The following is a workout I performed last week: one get-up per side; 15 kettlebell swings, 10 kettlebell swings and then five kettlebell swings; five goblet squats. That was one set; I performed 10 total sets. In between each set, I performed 10 pushups. At the end of the workout, I executed one-hand kettlebell farmers walks, switching hands at failure, for five minutes. This workout covered all the basics. The get-up includes so much in one movement, but in particular trains a very aggressive lunging component. Swings cover bending and pulling. The pushup is the most basic, fundamental pushing movement there is. Weighted kettlebell walks cover the pattern of walking and running with load. The workout volume? Ten get-ups, 50 goblet squats, 90 pushups, 300 swings, and five minutes of loaded walking.
This workout took an hour with reasonably long rest periods. I might perform this program two days per week, for the next six weeks using a 32 kilogram bell. In six to eight weeks from now, it will be time to move on.
MIXING IT UP
Most trainees at this point will completely “change it up” and pick all new exercises. This is shortsighted. Using my above example as a foundational workout, I might do something like the following in November. Workout A: 12 get-ups; 10 sets of five goblet squats; and a walk continuum — holding a kettlebell overhead like a waiters tray, I’ll walk until I can’t hold the weight overhead any longer. Continuing to walk, I’ll bring the weight down into a rack position at the shoulder and keep moving, and then finally I’ll hold the weight at my side and walk until I can’t hold on any longer. Switch hands immediately. Workout B: A few sets of one-arm pushups; kettlebell swings for 10 reps on the minute, every minute, for 20 minutes. I will perform workout A and B, two times per week respectively with a 36 kilogram kettlebell. Each week, I will add a rep to the swing program. After 10 weeks, this will come out to 400 swings in 20 minutes with a heavy kettlebell, each workout.

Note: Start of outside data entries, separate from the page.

//! Tracing subscriber setup
//!
//! `RUST_LOG` takes precedence over the configured level so a single run can
//! be made more verbose without touching the config file.

use tracing_subscriber::EnvFilter;

use crate::core::config::LoggingConfig;
use crate::core::error::{Error, Result};

/// Install the global tracing subscriber. Call once, from the binary.
pub fn init_tracing(config: &LoggingConfig) -> Result<()> {
    let filter = EnvFilter::try_from_default_env()
        .or_else(|_| EnvFilter::try_new(default_directives(&config.level)))
        .map_err(|e| Error::config(format!("Invalid log filter: {}", e)))?;

    let builder = tracing_subscriber::fmt().with_env_filter(filter);

    let installed = match config.format.as_str() {
        "json" => builder.json().try_init(),
        _ => builder.try_init(),
    };

    installed.map_err(|e| Error::config(format!("Failed to install tracing subscriber: {}", e)))
}

/// Directives for `level`, keeping the HTTP trace layer at the same verbosity.
fn default_directives(level: &str) -> String {
    format!("{level},tower_http={level}")
}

This example shows how I can greatly progress my fitness by building on a previous cycle. I’ll have gotten stronger by the end of the second cycle without changing the exercises drastically. A few tweaks here and there. After the first cycle with 32 kilogram kettlebell, I will have a weekly volume of 3,200 kilograms in the squat, 640 kilograms in the get-up, and 19,200 kilograms in the swing. By the end of the second cycle, I will theoretically have a total weekly volume of 3,600 kilograms in the squat, 864 kilograms in the get-up, and 28,800 kilograms in the swing. A 12 percent, 35 percent, and 50 percent increase in the squat, get-up, and swing respectively. This is right where I want to be.
Notice my volume in the squat didn’t increase as much as the other two exercises. This is important as I have found the squat can beat you up, and can increase unnecessary weight gain. Not necessarily ideal for mountain outdoor enthusiasts. Also consider this is merely an example of how I might go about my training. The same principles apply to any compound exercise. Make these adjustments to your program without having to completely change the station, and enjoy the music!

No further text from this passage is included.